# The Worst CD Compilation of Incompatible Works Award



## RobertJTh (Sep 19, 2021)

We all have some cd's in our collection that make one think "what were they thinking/smoking when they put this together?"

An old favorite of mine is the RCA Living Stereo release which for some inexplicable reason combined Monteux' Chicago Sacre du Printemps with Franck's Symphony in D minor. It's a nicely filled cd and of course the performances are legendary... but why? It's like putting chocolate sauce on asparagus, like Strauss famously said. Or putting a thatched roof on a Greek temple. Why not combining Monteux' Franck with some other French stuff, or Stravinsky with another modernist work? This way it looks like they started the Living Stereo re-issues, and at the end of the road they had these two "shop daughters" left which left them no choice but combining them on one cd.

But we can go worse, way worse. Take a look at this.









Granted, using Membran boxes as examples is cheating, those are just piles of royalty-free junk (often very nice junk but still) more or less randomly tossed onto cd's, and if you're lucky there's some faint logic behind the distribution.
But just imagine listening to Alan Berg's Violin Concerto, reaching the emotionally shattering end, forgetting to press the pause button, and then being treated to what got to be the most inappropriate jollity ever, the opening of Darius Milhaud's "le Boeuf sur le Toit", blasting through your speakers or headphones.
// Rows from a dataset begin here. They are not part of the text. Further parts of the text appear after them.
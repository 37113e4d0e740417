//! Logging utilities
//!
//! Provides simple logging initialization that:
//! - Respects RUST_LOG environment variable
//! - Allows configuration via config file
//! - Defaults to "info"
//!
//! # Usage
//! ```rust,no_run
//! use modhost::utils::init_logging;
//!
//! init_logging(None); // Uses RUST_LOG or defaults to "info"
//! ```

use tracing_subscriber::{fmt, layer::SubscriberExt, util::SubscriberInitExt, EnvFilter};

/// Pick the effective filter: RUST_LOG, then config, then "info"
fn build_filter(filter: Option<&str>) -> EnvFilter {
    if std::env::var("RUST_LOG").is_ok() {
        return EnvFilter::from_default_env();
    }
    EnvFilter::new(filter.unwrap_or("info"))
}

/// Initialize human-readable logging
///
/// # Arguments
/// * `filter` - Optional log filter from config (e.g., "info", "modhost::module=debug").
///              RUST_LOG takes precedence when set.
pub fn init_logging(filter: Option<&str>) {
    // Output to stderr, include target, respect NO_COLOR
    tracing_subscriber::registry()
        .with(
            fmt::layer()
                .with_writer(std::io::stderr)
                .with_target(true)
                .with_thread_ids(false)
                .with_ansi(std::env::var("NO_COLOR").is_err()),
        )
        .with(build_filter(filter))
        .init();
}

/// Initialize logging with JSON output (for production/monitoring)
#[cfg(feature = "json-logging")]
pub fn init_json_logging(filter: Option<&str>) {
    tracing_subscriber::registry()
        .with(
            fmt::layer()
                .json()
                .with_writer(std::io::stderr)
                .with_target(true)
                .with_current_span(true)
                .with_span_list(true),
        )
        .with(build_filter(filter))
        .init();
}

/// Initialize logging from [`LoggingConfig`](crate::config::LoggingConfig)
///
/// Falls back to human-readable output when `json_format` is set but the
/// `json-logging` feature is disabled.
pub fn init_logging_from_config(config: Option<&crate::config::LoggingConfig>) {
    let filter = config.and_then(|c| c.filter.as_deref());

    if config.map(|c| c.json_format).unwrap_or(false) {
        #[cfg(feature = "json-logging")]
        {
            init_json_logging(filter);
        }
        #[cfg(not(feature = "json-logging"))]
        {
            init_logging(filter);
        }
    } else {
        init_logging(filter);
    }
}
//! Module registry and discovery
//!
//! Handles candidate discovery, source inspection and the per-directory scan
//! cache.

pub mod discovery;
pub mod source;

pub use discovery::{
    list_candidates, Candidate, IgnoreReason, ModuleRecord, ModuleRegistry, ScanResult,
    ScanSummary,
};
pub use source::{inspect_source, SourceDeclaration};
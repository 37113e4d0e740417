//! Module discovery
//!
//! Scans a module root once per process, turns every valid candidate into a
//! [`ModuleInstance`] and caches the outcome keyed by the root's canonical
//! path. A broken candidate never fails a scan; it is recorded as ignored.

use serde::Serialize;
use std::collections::{BTreeMap, HashMap};
use std::fmt;
use std::fs;
use std::panic::{self, AssertUnwindSafe};
use std::path::{Path, PathBuf};
use std::sync::{Arc, Mutex, OnceLock, Weak};
use tracing::{debug, info, warn};

use crate::config::ScanConfig;
use crate::module::container::Container;
use crate::module::instance::{ModuleFactory, ModuleInstance};
use crate::module::loader::{CandidateLoader, LoadError, TypeDescriptor};
use crate::module::registry::source::inspect_source;
use crate::module::traits::{Identifier, LifecycleState};
use crate::utils::{panic_message, result_to_option};

/// Why a candidate was not registered
#[derive(Debug, Clone, PartialEq, Eq, Serialize)]
#[serde(tag = "reason", content = "detail", rename_all = "snake_case")]
pub enum IgnoreReason {
    /// Another directory already claimed the same identifier
    Collision,
    /// The source unit could not be read
    Unreadable(String),
    /// The source unit is too small or too large
    SizeOutOfBounds(u64),
    /// The stripped source does not start with the language marker
    MissingMarker,
    /// No module declaration was found
    NoDeclaration,
    /// The declared type is already loaded from a different source
    SourceMismatch,
    /// Loading the declared type failed
    LoadFailed(String),
    /// The declared type does not implement the module contract
    NotAModule,
    /// The declared type can be built without the module factory
    DirectlyInstantiable,
}

impl fmt::Display for IgnoreReason {
    fn fmt(&self, f: &mut fmt::Formatter<'_>) -> fmt::Result {
        match self {
            IgnoreReason::Collision => write!(f, "identifier already registered"),
            IgnoreReason::Unreadable(e) => write!(f, "source unreadable: {}", e),
            IgnoreReason::SizeOutOfBounds(size) => write!(f, "source size {} out of bounds", size),
            IgnoreReason::MissingMarker => write!(f, "missing language marker"),
            IgnoreReason::NoDeclaration => write!(f, "no module declaration"),
            IgnoreReason::SourceMismatch => write!(f, "type already loaded from another source"),
            IgnoreReason::LoadFailed(e) => write!(f, "load failed: {}", e),
            IgnoreReason::NotAModule => write!(f, "type does not implement the module contract"),
            IgnoreReason::DirectlyInstantiable => write!(f, "type is directly instantiable"),
        }
    }
}

/// A module root entry that looks like a module
#[derive(Debug, Clone)]
pub struct Candidate {
    /// Directory name, case preserved
    pub name: String,
    /// Candidate directory
    pub directory: PathBuf,
    /// `<directory>/<name>.<ext>`
    pub source_file: PathBuf,
}

/// List directories under `root` that contain a same-named source unit
///
/// Entries are returned in filesystem iteration order. Other entries are
/// skipped without being recorded.
pub fn list_candidates(root: &Path, config: &ScanConfig) -> Vec<Candidate> {
    let entries = match fs::read_dir(root) {
        Ok(entries) => entries,
        Err(e) => {
            warn!("Failed to read module directory {:?}: {}", root, e);
            return Vec::new();
        }
    };

    let mut candidates = Vec::new();
    for entry in entries {
        let Some(entry) = result_to_option(entry, "Failed to read directory entry") else {
            continue;
        };

        let directory = entry.path();
        if !directory.is_dir() {
            continue;
        }
        let Some(name) = entry.file_name().to_str().map(str::to_string) else {
            debug!("Skipping non UTF-8 entry {:?}", directory);
            continue;
        };

        let source_file = directory.join(config.source_file_name(&name));
        if !source_file.is_file() {
            debug!("No {:?} in {:?}, skipping", source_file.file_name(), directory);
            continue;
        }

        candidates.push(Candidate {
            name,
            directory,
            source_file,
        });
    }
    candidates
}

/// A registered module
#[derive(Debug, Clone)]
pub struct ModuleRecord {
    /// Normalized identifier
    pub identifier: Identifier,
    /// Original directory name
    pub source_name: String,
    /// Fully qualified type declared by the source unit
    pub qualified_type: String,
    /// Canonical path of the source unit
    pub source_path: PathBuf,
    /// The module instance
    pub instance: Arc<ModuleInstance>,
}

/// Outcome of scanning one module root
#[derive(Debug, Default)]
pub struct ScanResult {
    directory: PathBuf,
    modules: BTreeMap<String, ModuleRecord>,
    ignored: BTreeMap<String, String>,
    identifier_index: BTreeMap<String, String>,
    reasons: BTreeMap<String, IgnoreReason>,
}

impl ScanResult {
    fn new(directory: PathBuf) -> Self {
        Self {
            directory,
            ..Self::default()
        }
    }

    /// Scanned directory
    pub fn directory(&self) -> &Path {
        &self.directory
    }

    /// Registered modules by identifier
    pub fn modules(&self) -> &BTreeMap<String, ModuleRecord> {
        &self.modules
    }

    /// Rejected candidates: original name -> identifier
    pub fn ignored(&self) -> &BTreeMap<String, String> {
        &self.ignored
    }

    /// Registered identifiers -> original directory name
    pub fn identifier_index(&self) -> &BTreeMap<String, String> {
        &self.identifier_index
    }

    /// Rejected candidates: original name -> reason
    pub fn reasons(&self) -> &BTreeMap<String, IgnoreReason> {
        &self.reasons
    }

    /// Look up a module by already-normalized identifier
    pub fn module(&self, identifier: &str) -> Option<&ModuleRecord> {
        self.modules.get(identifier)
    }

    /// Serializable summary
    pub fn summary(&self) -> ScanSummary {
        ScanSummary {
            directory: self.directory.clone(),
            modules: self
                .modules
                .iter()
                .map(|(id, record)| {
                    (
                        id.clone(),
                        ModuleSummary {
                            source_name: record.source_name.clone(),
                            qualified_type: record.qualified_type.clone(),
                            state: record.instance.state(),
                        },
                    )
                })
                .collect(),
            ignored: self
                .ignored
                .iter()
                .map(|(name, id)| {
                    (
                        name.clone(),
                        IgnoredSummary {
                            identifier: id.clone(),
                            reason: self.reasons.get(name).cloned(),
                        },
                    )
                })
                .collect(),
        }
    }

    fn ignore(&mut self, name: &str, identifier: &Identifier, reason: IgnoreReason) {
        match reason {
            IgnoreReason::LoadFailed(_) => warn!("Ignoring module {}: {}", name, reason),
            _ => debug!("Ignoring module {}: {}", name, reason),
        }
        self.ignored.insert(name.to_string(), identifier.to_string());
        self.reasons.insert(name.to_string(), reason);
    }
}

/// Serializable view of a [`ScanResult`]
#[derive(Debug, Clone, Serialize)]
pub struct ScanSummary {
    pub directory: PathBuf,
    pub modules: BTreeMap<String, ModuleSummary>,
    pub ignored: BTreeMap<String, IgnoredSummary>,
}

/// Serializable view of a registered module
#[derive(Debug, Clone, Serialize)]
pub struct ModuleSummary {
    pub source_name: String,
    pub qualified_type: String,
    pub state: LifecycleState,
}

/// Serializable view of a rejected candidate
#[derive(Debug, Clone, Serialize)]
pub struct IgnoredSummary {
    pub identifier: String,
    pub reason: Option<IgnoreReason>,
}

type CacheSlot = Arc<OnceLock<Arc<ScanResult>>>;

/// Process-lifetime scan cache
///
/// Each module root is scanned at most once. Concurrent first scans of the
/// same root are serialized on that root's slot; later calls return the cached
/// result even if the directory has changed on disk.
pub struct ModuleRegistry {
    loader: Arc<dyn CandidateLoader>,
    container: Weak<Container>,
    config: ScanConfig,
    cache: Mutex<HashMap<PathBuf, CacheSlot>>,
}

impl ModuleRegistry {
    /// Create a registry with the given loader, container and scanning policy
    pub fn new(loader: Arc<dyn CandidateLoader>, container: &Arc<Container>, config: ScanConfig) -> Self {
        Self {
            loader,
            container: Arc::downgrade(container),
            config,
            cache: Mutex::new(HashMap::new()),
        }
    }

    /// Scanning policy
    pub fn config(&self) -> &ScanConfig {
        &self.config
    }

    /// Scan `directory`, or return the cached result
    pub fn scan(&self, directory: &Path) -> Arc<ScanResult> {
        let key = cache_key(directory);
        let slot = {
            let mut cache = self.cache.lock().unwrap_or_else(|e| e.into_inner());
            Arc::clone(cache.entry(key.clone()).or_default())
        };

        Arc::clone(slot.get_or_init(|| Arc::new(self.scan_directory(&key))))
    }

    /// Cached result for `directory`, without scanning
    pub fn cached(&self, directory: &Path) -> Option<Arc<ScanResult>> {
        let key = cache_key(directory);
        let cache = self.cache.lock().unwrap_or_else(|e| e.into_inner());
        cache.get(&key).and_then(|slot| slot.get().cloned())
    }

    /// All completed scans, by directory
    pub fn all_cached(&self) -> BTreeMap<PathBuf, Arc<ScanResult>> {
        let cache = self.cache.lock().unwrap_or_else(|e| e.into_inner());
        cache
            .iter()
            .filter_map(|(path, slot)| slot.get().map(|result| (path.clone(), Arc::clone(result))))
            .collect()
    }

    fn scan_directory(&self, directory: &Path) -> ScanResult {
        info!("Scanning modules in {:?}", directory);
        let mut result = ScanResult::new(directory.to_path_buf());

        for candidate in list_candidates(directory, &self.config) {
            let identifier = Identifier::normalize(&candidate.name);
            if result.modules.contains_key(identifier.as_str()) {
                result.ignore(&candidate.name, &identifier, IgnoreReason::Collision);
                continue;
            }

            match self.admit(&candidate, &identifier) {
                Ok(record) => {
                    debug!("Registered module {} ({})", identifier, record.qualified_type);
                    result
                        .identifier_index
                        .insert(identifier.to_string(), candidate.name.clone());
                    result.modules.insert(identifier.to_string(), record);
                }
                Err(reason) => result.ignore(&candidate.name, &identifier, reason),
            }
        }

        info!(
            "Discovered {} modules in {:?} ({} ignored)",
            result.modules.len(),
            directory,
            result.ignored.len()
        );
        result
    }

    fn admit(&self, candidate: &Candidate, identifier: &Identifier) -> Result<ModuleRecord, IgnoreReason> {
        let declaration = inspect_source(&candidate.source_file, &self.config)?;
        let source_path = candidate
            .source_file
            .canonicalize()
            .map_err(|e| IgnoreReason::Unreadable(e.to_string()))?;
        let qualified = declaration.qualified_name();

        let descriptor = match self.loader.find_loaded(&qualified) {
            Some(descriptor) => descriptor,
            None => self.load_contained(&source_path, &qualified)?,
        };
        let factory = check_descriptor(&descriptor, &source_path)?;

        let container = self.container.clone();
        let instance = panic::catch_unwind(AssertUnwindSafe(|| {
            ModuleInstance::create(identifier.clone(), qualified.clone(), factory, container)
        }))
        .map_err(|payload| IgnoreReason::LoadFailed(LoadError::Panicked(panic_message(&*payload)).to_string()))?;

        Ok(ModuleRecord {
            identifier: identifier.clone(),
            source_name: candidate.name.clone(),
            qualified_type: qualified,
            source_path,
            instance: Arc::new(instance),
        })
    }

    fn load_contained(&self, source_path: &Path, qualified: &str) -> Result<TypeDescriptor, IgnoreReason> {
        let outcome = panic::catch_unwind(AssertUnwindSafe(|| {
            self.loader.load_candidate(source_path, qualified)
        }));

        match outcome {
            Ok(Ok(descriptor)) => Ok(descriptor),
            Ok(Err(e)) => Err(IgnoreReason::LoadFailed(e.to_string())),
            Err(payload) => Err(IgnoreReason::LoadFailed(
                LoadError::Panicked(panic_message(&*payload)).to_string(),
            )),
        }
    }
}

impl fmt::Debug for ModuleRegistry {
    fn fmt(&self, f: &mut fmt::Formatter<'_>) -> fmt::Result {
        f.debug_struct("ModuleRegistry")
            .field("config", &self.config)
            .field("cached", &self.all_cached().keys().collect::<Vec<_>>())
            .finish()
    }
}

fn check_descriptor(
    descriptor: &TypeDescriptor,
    source_path: &Path,
) -> Result<ModuleFactory, IgnoreReason> {
    if descriptor.source != source_path {
        return Err(IgnoreReason::SourceMismatch);
    }
    if !descriptor.implements_module {
        return Err(IgnoreReason::NotAModule);
    }
    if descriptor.directly_instantiable {
        return Err(IgnoreReason::DirectlyInstantiable);
    }
    descriptor.factory.ok_or(IgnoreReason::NotAModule)
}

fn cache_key(directory: &Path) -> PathBuf {
    directory
        .canonicalize()
        .unwrap_or_else(|_| directory.to_path_buf())
}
So what do you consider the most incompatible masterpieces that ever tried to elbow each other out of their shared disk space?


----------



## Bulldog (Nov 21, 2013)

What one person considers incompatible another person might consider a fine pairing.

Using the example above, I have no problem with Stravinsky paired with Franck - both are wonderful compositions. 

What does bother me is a recording having a work I love along with a work I have no interest in hearing again - could well be half a recording shot to hell.


----------



## fbjim (Mar 8, 2021)

Seattle Symphony had a "I get what they were going for but this doesn't work at all" disc of Gershwin, Ives and Carter. It's a fine idea to demonstrate the range of American composers, but who is in the mood to listen to Gershwin, Ives and Carter in order?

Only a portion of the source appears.